Tuesday, August 22, 2006

When did it happen for you?

Quote from my six year old this morning:

"Mom, I don't want school to start because first grade is when things start to get really serious."

Now, myself--I didn't think first grade was nearly serious enough. Way too many mimeographed work sheets being colored and counting songs being sung when we could have been reading for real and doing experiments on bugs. To me things got serious in third grade with the arrival of long division and borrowing in subtraction: the first schoolwork related things I remember not "getting" on the first go.

When did it happen for you?

18 comments:

Linda (FM) said...

Second grade, when we started diagraming sentences.

Listing Straight said...

About the third grade, when I started hearing about the importance of getting into a good college in order to get a good (high paying) job.

Stacey said...

At the end of eighth grade, when I was hauled into the principal's office for a lengthy lecture about "working up to my potential," and then my parents told me that they couldn't pay for college, so my GPA would need to be my ticket to higher education.

zorra said...

Second grade, at the point at which I was introduced to multiplication and my lifelong math phobia began. The principal had one-on-one sessions with me in her inner office, using a little "times tables" wheel of some sort, and I finally got it. Had it not been for that dear lady, I doubt I would know my times tables today.

Quotidian Grace said...

Guess I'm a slow starter. High school! Because that is when grades counted for college admission. Up until then it was all fluff!

revabi said...

Not sure, but I think it started right off the bat in 1st grade. I had to stay in during p.e. to practice writing. And it just kept up from there. I was not good school material.

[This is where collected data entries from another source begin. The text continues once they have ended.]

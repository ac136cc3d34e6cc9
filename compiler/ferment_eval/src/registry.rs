//! Function and struct registries.
//!
//! Built once per run from the parsed [`Module`] before `main` executes.
//! Building also validates what can be checked without running anything:
//! duplicate definitions, annotation types and `for` loop clauses.

use std::rc::Rc;

use rustc_hash::FxHashMap;

use ferment_ir::{Block, Function, Module, Name, ParsedType, Stmt, StmtKind, StringInterner};

use crate::errors::{
    duplicate_field, duplicate_function, duplicate_struct, invalid_for_clause, invalid_type,
    EvalError,
};
use crate::types::Type;
use crate::value::StructRef;

/// Field layout of one struct type.
#[derive(Clone, Debug)]
pub struct StructLayout {
    name: Name,
    fields: Vec<(Name, Type)>,
    index: FxHashMap<Name, usize>,
}

impl StructLayout {
    /// Index and declared type of `field`.
    pub fn field(&self, field: Name) -> Option<(usize, Type)> {
        let index = *self.index.get(&field)?;
        self.fields.get(index).map(|(_, ty)| (index, *ty))
    }

    /// A fresh instance with every field at its type's default.
    pub fn instantiate(&self) -> StructRef {
        let fields = self.fields.iter().map(|(_, ty)| ty.default_value()).collect();
        StructRef::instantiate(self.name, fields)
    }
}

/// Struct name to layout.
#[derive(Debug, Default)]
pub struct StructRegistry {
    layouts: FxHashMap<Name, StructLayout>,
}

impl StructRegistry {
    /// Register every struct, then resolve field types.
    ///
    /// Names are collected first so fields may refer to their own struct
    /// or to structs defined later.
    pub fn build(module: &Module, interner: &StringInterner) -> Result<Self, EvalError> {
        let mut registry = StructRegistry::default();
        for def in &module.structs {
            if registry.layouts.contains_key(&def.name) {
                return Err(duplicate_struct(interner.lookup(def.name)).with_span(def.span));
            }
            registry.layouts.insert(
                def.name,
                StructLayout {
                    name: def.name,
                    fields: Vec::new(),
                    index: FxHashMap::default(),
                },
            );
        }

        for def in &module.structs {
            let mut fields = Vec::with_capacity(def.fields.len());
            let mut index = FxHashMap::default();
            for field in &def.fields {
                let ty = registry
                    .resolve_value_type(field.ty, interner)
                    .map_err(|e| e.with_span(field.span))?;
                if index.insert(field.name, fields.len()).is_some() {
                    return Err(duplicate_field(
                        interner.lookup(def.name),
                        interner.lookup(field.name),
                    )
                    .with_span(field.span));
                }
                fields.push((field.name, ty));
            }
            if let Some(layout) = registry.layouts.get_mut(&def.name) {
                layout.fields = fields;
                layout.index = index;
            }
        }

        tracing::debug!(count = registry.layouts.len(), "struct registry built");
        Ok(registry)
    }

    pub fn get(&self, name: Name) -> Option<&StructLayout> {
        self.layouts.get(&name)
    }

    /// Resolve an annotation, allowing `void` (return types).
    pub fn resolve(&self, ty: ParsedType, interner: &StringInterner) -> Result<Type, EvalError> {
        match ty {
            ParsedType::Int => Ok(Type::Int),
            ParsedType::Bool => Ok(Type::Bool),
            ParsedType::Str => Ok(Type::Str),
            ParsedType::Void => Ok(Type::Void),
            ParsedType::Named(name) if self.layouts.contains_key(&name) => Ok(Type::Struct(name)),
            ParsedType::Named(name) => Err(invalid_type(interner.lookup(name))),
        }
    }

    /// Resolve an annotation on something that holds a value (variable,
    /// parameter, field), where `void` is meaningless.
    pub fn resolve_value_type(
        &self,
        ty: ParsedType,
        interner: &StringInterner,
    ) -> Result<Type, EvalError> {
        match self.resolve(ty, interner)? {
            Type::Void => Err(invalid_type("void")),
            resolved => Ok(resolved),
        }
    }
}

/// A registered function with its annotations resolved.
#[derive(Debug)]
pub struct FunctionDef<'a> {
    pub decl: &'a Function,
    pub params: Vec<(Name, Option<Type>)>,
    pub return_type: Option<Type>,
}

impl FunctionDef<'_> {
    pub fn name(&self) -> Name {
        self.decl.name
    }

    pub fn body(&self) -> &Block {
        &self.decl.body
    }
}

/// `(name, arity)` to function.
#[derive(Debug, Default)]
pub struct FunctionRegistry<'a> {
    functions: FxHashMap<(Name, usize), Rc<FunctionDef<'a>>>,
}

impl<'a> FunctionRegistry<'a> {
    pub fn build(
        module: &'a Module,
        structs: &StructRegistry,
        interner: &StringInterner,
    ) -> Result<Self, EvalError> {
        let mut registry = FunctionRegistry::default();
        for decl in &module.functions {
            let key = (decl.name, decl.arity());
            if registry.functions.contains_key(&key) {
                return Err(duplicate_function(interner.lookup(decl.name), decl.arity())
                    .with_span(decl.span));
            }

            let mut params = Vec::with_capacity(decl.params.len());
            for param in &decl.params {
                let ty = param
                    .ty
                    .map(|ty| structs.resolve_value_type(ty, interner))
                    .transpose()
                    .map_err(|e| e.with_span(param.span))?;
                params.push((param.name, ty));
            }
            let return_type = decl
                .return_type
                .map(|ty| structs.resolve(ty, interner))
                .transpose()
                .map_err(|e| e.with_span(decl.span))?;

            validate_block(&decl.body)?;

            registry.functions.insert(
                key,
                Rc::new(FunctionDef {
                    decl,
                    params,
                    return_type,
                }),
            );
        }

        tracing::debug!(count = registry.functions.len(), "function registry built");
        Ok(registry)
    }

    pub fn lookup(&self, name: Name, arity: usize) -> Option<Rc<FunctionDef<'a>>> {
        self.functions.get(&(name, arity)).cloned()
    }

    pub fn len(&self) -> usize {
        self.functions.len()
    }

    pub fn is_empty(&self) -> bool {
        self.functions.is_empty()
    }
}

/// Check that every `for` loop's init and update are assignments.
fn validate_block(block: &Block) -> Result<(), EvalError> {
    block.iter().try_for_each(validate_stmt)
}

fn validate_stmt(stmt: &Stmt) -> Result<(), EvalError> {
    match &stmt.kind {
        StmtKind::For {
            init, update, body, ..
        } => {
            if !init.is_assignment() {
                return Err(invalid_for_clause("initializer").with_span(init.span));
            }
            if !update.is_assignment() {
                return Err(invalid_for_clause("update").with_span(update.span));
            }
            validate_block(body)
        }
        StmtKind::If {
            then_branch,
            else_branch,
            ..
        } => {
            validate_block(then_branch)?;
            else_branch.as_ref().map_or(Ok(()), validate_block)
        }
        StmtKind::Try { body, catches } => {
            validate_block(body)?;
            catches.iter().try_for_each(|c| validate_block(&c.body))
        }
        StmtKind::VarDef { .. }
        | StmtKind::Assign { .. }
        | StmtKind::Call { .. }
        | StmtKind::Raise(_)
        | StmtKind::Return(_) => Ok(()),
    }
}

Kindergarten has more to it these days too.

ppb said...

um, college....
I was such a lazy kid.

Katherine said...

I hated school from the very first day of pre-school. I hated it so much in Kindergarten that I faked sick so much they took me to the doctor.

And yet somehow I managed to get a masters degree without even a year of respite. Last year was the first year I wasn't in school from the time I was four.

Teri said...

hmm, i actually think maybe it was seminary for me. Through all my school years and even in college, things worked for me and I rarely had to try. (sorry, not bragging, just saying what my mom always said--usually in relation to my inability to tutor classmates because "everything just comes so easily to you.") But in seminary, when grades mattered for my scholarship, when my vocation depended on the stuff, when it really mattered to my life--that's when it got serious. before that was easy A's. (excpet calculus, which is a whole story of its own.)

Princess of Everything (and then some) said...

eerrrmmmm.....they asked my mom to take me out of kindergarden. I was a drop out.

It did not get hard for me until my freshman year and that was only because we moved.

My son is doing things his freshman year that we never did in high school.

Diedre said...

In fifth grade they taught us the theory of evolution. What's a sunday school kid going to do on the test? This opened up my first theological discussion with my father (a wonderul man) and I've been going strong ever since. =)

SpookyRach said...

I never learned how to do percentages. Never.

Anonymous said...

Kindergarten is when I started to learn the hard lessons in life. Our "average" kindergarten class had the priviledge of going to listn to the "smart" kindergarten class read to us. I wanted to know why we couldn't be reading the same books.

Mrs. M said...

I was raised by perfectionists-- I think it was before kindergarten, when my father made sure I understood that the animal was a "horse," not a "horsie."

JWD said...

I think I gotta go with seventh grade. Our science teacher had dead things floating in jars of formaldehyde all around the room. "A Brain is a terrible thing to waste!" she would intone to us. And she could prove it. Because she had some brains in the jars, too. Creepy.

Conrad said...

Serious? Things got serious when I graduated from college and found that reality bites and idealism had to end. I'm a late-bloomer, eh?

hipastorzwife2B said...

When I got real homework.

The Thief said...

Seventh grade: when I found out that adults didn't like kids.

or

College: when I found out that studying was necessary in order to get those A's (which were so easy to obtain all through high school)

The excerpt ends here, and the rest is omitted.